Rasa kaget, terkejut bercampur rasa bangga dan bahagia saya itu (kalau dibandingkan) mungkin kurang lebih sama ketika saya terpilih sebagai salah satu delegasi MA atau Badilag untuk mengikuti pelatihan hukum ekonomi syariah di Mahkamah Agung Republik Sudan Tahun 2010 yang lalu. Sebagai hakim yang pada saat itu bekerja di daerah yang jauh dari pusat kekuasaan (saat itu saya bertugas di PA Martapura kalsel) dan tidak ada saudara atau keluarga yang ada disana, tapi ditunjuk menjadi delegasi dalam pelatihan diluar negeri tersebut.
Setengah tidak percaya, saya langsung bergegas menemui Ketua dan Pansek serta Wasek untuk memastikan kabar tersebut dan untuk melihat piagam penghargaan yang diperoleh tersebut. Alhamdulillah kabar itu benar dan sungguh membanggakan. Piagam tersebut diserahkan langsung oleh Kepala KPPN Sumbawa Besar, Badrus Fansjuri, pada tanggal 29 Februari 2012 yang diterima oleh Wakil Sekretaris, Yahya S.H. yang mewakili Pimpinan PA Sumbawa yang berhalangan hadir.
Piagama penghargaan PA Sumbawa Besar sebagai satker terbaik dalam rekonsiliasi anggran tahun 2011. Mengapa saya kaget?

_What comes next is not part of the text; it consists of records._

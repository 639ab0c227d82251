// SPDX-License-Identifier: Apache-2.0
// © James Ross Ω FLYING•ROBOTS <https://github.com/flyingrobots>
//! CLI smoke tests over a temp-dir store.

#![allow(missing_docs)]
#![allow(clippy::unwrap_used, clippy::expect_used)]

use assert_cmd::Command;
use predicates::prelude::*;

fn vexil(dir: &std::path::Path) -> Command {
    let mut cmd = Command::cargo_bin("vexil").expect("binary");
    cmd.arg("--dir").arg(dir);
    cmd
}

#[test]
fn set_then_get_round_trips() {
    let dir = tempfile::tempdir().expect("tempdir");
    vexil(dir.path()).args(["set", "dark_mode", "true"]).assert().success();
    vexil(dir.path())
        .args(["get", "dark_mode"])
        .assert()
        .success()
        .stdout(predicate::str::diff("true\n"));
}

#[test]
fn get_absent_key_exits_nonzero() {
    let dir = tempfile::tempdir().expect("tempdir");
    vexil(dir.path()).args(["get", "missing"]).assert().failure();
}

#[test]
fn values_parse_as_bool_number_or_string() {
    let dir = tempfile::tempdir().expect("tempdir");
    vexil(dir.path()).args(["set", "b", "false"]).assert().success();
    vexil(dir.path()).args(["set", "n", "2.5"]).assert().success();
    vexil(dir.path()).args(["set", "s", "hello"]).assert().success();

    vexil(dir.path())
        .args(["all"])
        .assert()
        .success()
        .stdout(predicate::str::contains("\"b\": false"))
        .stdout(predicate::str::contains("\"n\": 2.5"))
        .stdout(predicate::str::contains("\"s\": \"hello\""));
}

#[test]
fn counters_and_toggles_print_the_new_value() {
    let dir = tempfile::tempdir().expect("tempdir");
    vexil(dir.path())
        .args(["incr", "hits"])
        .assert()
        .success()
        .stdout(predicate::str::diff("1\n"));
    vexil(dir.path())
        .args(["incr", "hits", "--by", "4"])
        .assert()
        .success()
        .stdout(predicate::str::diff("5\n"));
    vexil(dir.path())
        .args(["toggle", "on"])
        .assert()
        .success()
        .stdout(predicate::str::diff("true\n"));
}

#[test]
fn type_mismatch_is_reported_as_an_error() {
    let dir = tempfile::tempdir().expect("tempdir");
    vexil(dir.path()).args(["set", "s", "text"]).assert().success();
    vexil(dir.path())
        .args(["incr", "s"])
        .assert()
        .failure()
        .stderr(predicate::str::contains("type mismatch"));
}

#[test]
fn check_evaluates_against_the_persisted_store() {
    let dir = tempfile::tempdir().expect("tempdir");
    vexil(dir.path()).args(["set", "dark_mode", "true"]).assert().success();
    vexil(dir.path()).args(["set", "visits", "5"]).assert().success();
    vexil(dir.path())
        .args(["check", "dark_mode AND visits > 3"])
        .assert()
        .success()
        .stdout(predicate::str::diff("true\n"));
    vexil(dir.path())
        .args(["check", "visits > 9"])
        .assert()
        .success()
        .stdout(predicate::str::diff("false\n"));
}

#[test]
fn clear_then_keys_prints_nothing() {
    let dir = tempfile::tempdir().expect("tempdir");
    vexil(dir.path()).args(["set", "a", "1"]).assert().success();
    vexil(dir.path()).args(["set", "b", "2"]).assert().success();
    vexil(dir.path()).args(["clear"]).assert().success();
    vexil(dir.path())
        .args(["keys"])
        .assert()
        .success()
        .stdout(predicate::str::is_empty());
}
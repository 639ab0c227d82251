// SPDX-License-Identifier: Apache-2.0
// © James Ross Ω FLYING•ROBOTS <https://github.com/flyingrobots>
//! vexil-expr: the condition expression language for vexil stores.
//!
//! A small boolean sub-language over flag keys:
//!
//! ```text
//! dark_mode AND visits > 3
//! tier == 'gold' OR NOT trial_expired
//! ```
//!
//! Atoms are identifiers (flag keys), numeric literals, and quoted string
//! literals. Comparisons are `==`, `!=`, `>`, `<`, `>=`, `<=`; logic is
//! `AND`/`OR`/`NOT` (case-insensitive, `!` aliases `NOT`) with `NOT` >
//! `AND` > `OR` and parentheses. Evaluation never raises: Absent flags
//! are falsy (and compare as zero), and type-mismatched comparisons are
//! `false`.
//!
//! The [`Check`] trait wires `check(expr)` onto [`vexil_core::FlagStore`]
//! and [`vexil_core::Namespace`]; the namespace implementation rewrites
//! identifiers with the namespace prefix first.
#![forbid(unsafe_code)]
#![deny(missing_docs, rust_2018_idioms, unused_must_use)]
#![deny(
    clippy::all,
    clippy::pedantic,
    clippy::nursery,
    clippy::cargo,
    clippy::unwrap_used,
    clippy::expect_used,
    clippy::panic,
    clippy::todo,
    clippy::unimplemented,
    clippy::dbg_macro,
    clippy::print_stdout,
    clippy::print_stderr
)]
#![allow(
    clippy::must_use_candidate,
    clippy::return_self_not_must_use,
    clippy::missing_const_for_fn,
    clippy::redundant_pub_crate,
    clippy::module_name_repetitions,
    clippy::use_self
)]

mod ast;
mod check;
mod error;
mod eval;
mod parser;
mod token;

// Re-exports for stable public API
/// Parsed expression tree and comparison operators.
pub use ast::{CmpOp, Expr};
/// Condition evaluation on stores and namespaces.
pub use check::Check;
/// Malformed-expression errors.
pub use error::ParseError;
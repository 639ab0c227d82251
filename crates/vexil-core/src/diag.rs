// SPDX-License-Identifier: Apache-2.0
// © James Ross Ω FLYING•ROBOTS <https://github.com/flyingrobots>
//! Diagnostic sink for contained user-code failures.
//!
//! The store swallows two classes of user failures by design: panicking
//! subscriber callbacks (delivery continues with the next subscriber) and
//! failing compute functions (the cached value is retained). Subscriber
//! failures are reported through this sink so they remain observable;
//! compute failures are intentionally silent.
//!
//! The sink is injected at store construction. [`TracingDiagnosticSink`]
//! is the default; [`NullDiagnosticSink`] keeps tests quiet.

use crate::error::BackendError;

/// Receiver for contained failures the store does not surface as errors.
pub trait DiagnosticSink {
    /// A subscriber callback panicked during delivery of `key`.
    ///
    /// `detail` is the stringified panic payload when one was available.
    fn subscriber_failure(&self, key: &str, detail: &str) {
        let _ = (key, detail);
    }

    /// An autosave write failed after the mutation had already committed.
    fn autosave_failure(&self, error: &BackendError) {
        let _ = error;
    }
}

/// Sink that discards every report.
#[derive(Debug, Clone, Copy, Default)]
pub struct NullDiagnosticSink;

impl DiagnosticSink for NullDiagnosticSink {}

/// Default sink: forwards reports to `tracing` at warn level.
#[derive(Debug, Clone, Copy, Default)]
pub struct TracingDiagnosticSink;

impl DiagnosticSink for TracingDiagnosticSink {
    fn subscriber_failure(&self, key: &str, detail: &str) {
        tracing::warn!(key, detail, "subscriber panicked; skipped");
    }

    fn autosave_failure(&self, error: &BackendError) {
        tracing::warn!(%error, "autosave failed; registry state unaffected");
    }
}

/// Extracts a printable message from a panic payload.
#[must_use]
pub(crate) fn panic_detail(payload: &(dyn std::any::Any + Send)) -> String {
    if let Some(s) = payload.downcast_ref::<&str>() {
        (*s).to_owned()
    } else if let Some(s) = payload.downcast_ref::<String>() {
        s.clone()
    } else {
        "non-string panic payload".to_owned()
    }
}
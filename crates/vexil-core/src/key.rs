// SPDX-License-Identifier: Apache-2.0
// © James Ross Ω FLYING•ROBOTS <https://github.com/flyingrobots>
//! Key validation and the reserved synthetic event names.
//!
//! Keys wrapped in double underscores (`__…__`) are reserved for the
//! synthetic events the store emits on bulk operations. They are rejected
//! everywhere a caller can name a key, so a user flag can never shadow a
//! synthetic event.

use crate::error::StoreError;

/// Synthetic event key broadcast once per committed batch.
pub const EVENT_BATCH: &str = "__batch__";
/// Synthetic event key broadcast once per `set_many`.
pub const EVENT_SET_MANY: &str = "__setMany__";
/// Synthetic event key broadcast once per `clear`.
pub const EVENT_CLEAR: &str = "__clear__";

/// Returns `true` when `key` is in the reserved `__…__` namespace.
#[must_use]
pub fn is_reserved(key: &str) -> bool {
    key.len() >= 4 && key.starts_with("__") && key.ends_with("__")
}

/// Validates a user-supplied key: non-empty and not reserved.
///
/// # Errors
///
/// Returns [`StoreError::InvalidKey`] for the empty string and for keys in
/// the reserved `__…__` namespace.
pub fn validate_key(key: &str) -> Result<(), StoreError> {
    if key.is_empty() || is_reserved(key) {
        return Err(StoreError::InvalidKey(key.to_owned()));
    }
    Ok(())
}

#[cfg(test)]
mod tests {
    use super::*;

    #[test]
    fn reserved_needs_both_ends() {
        assert!(is_reserved("__clear__"));
        assert!(is_reserved("____"));
        assert!(!is_reserved("__leading"));
        assert!(!is_reserved("trailing__"));
        assert!(!is_reserved("middle__mark"));
        assert!(!is_reserved("__"));
    }

    #[test]
    fn validation_rejects_empty_and_reserved() {
        assert!(validate_key("").is_err());
        assert!(validate_key("__batch__").is_err());
        assert!(validate_key("feature.dark_mode").is_ok());
        assert!(validate_key("__x").is_ok());
    }
}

Saya kaget karena ini adalah penghargaan yang prestisius dan untuk mendapatkan penghargaan sebagai satker terbaik tersebut, PA Sumbawa Besar harus mengalahkan 50 (lima puluh lebih) satker yang ikut dinilai dan diteliti oleh Kementerian Keuangan RI Direktorat Jenderal Perbendaharaan melalui KPPN.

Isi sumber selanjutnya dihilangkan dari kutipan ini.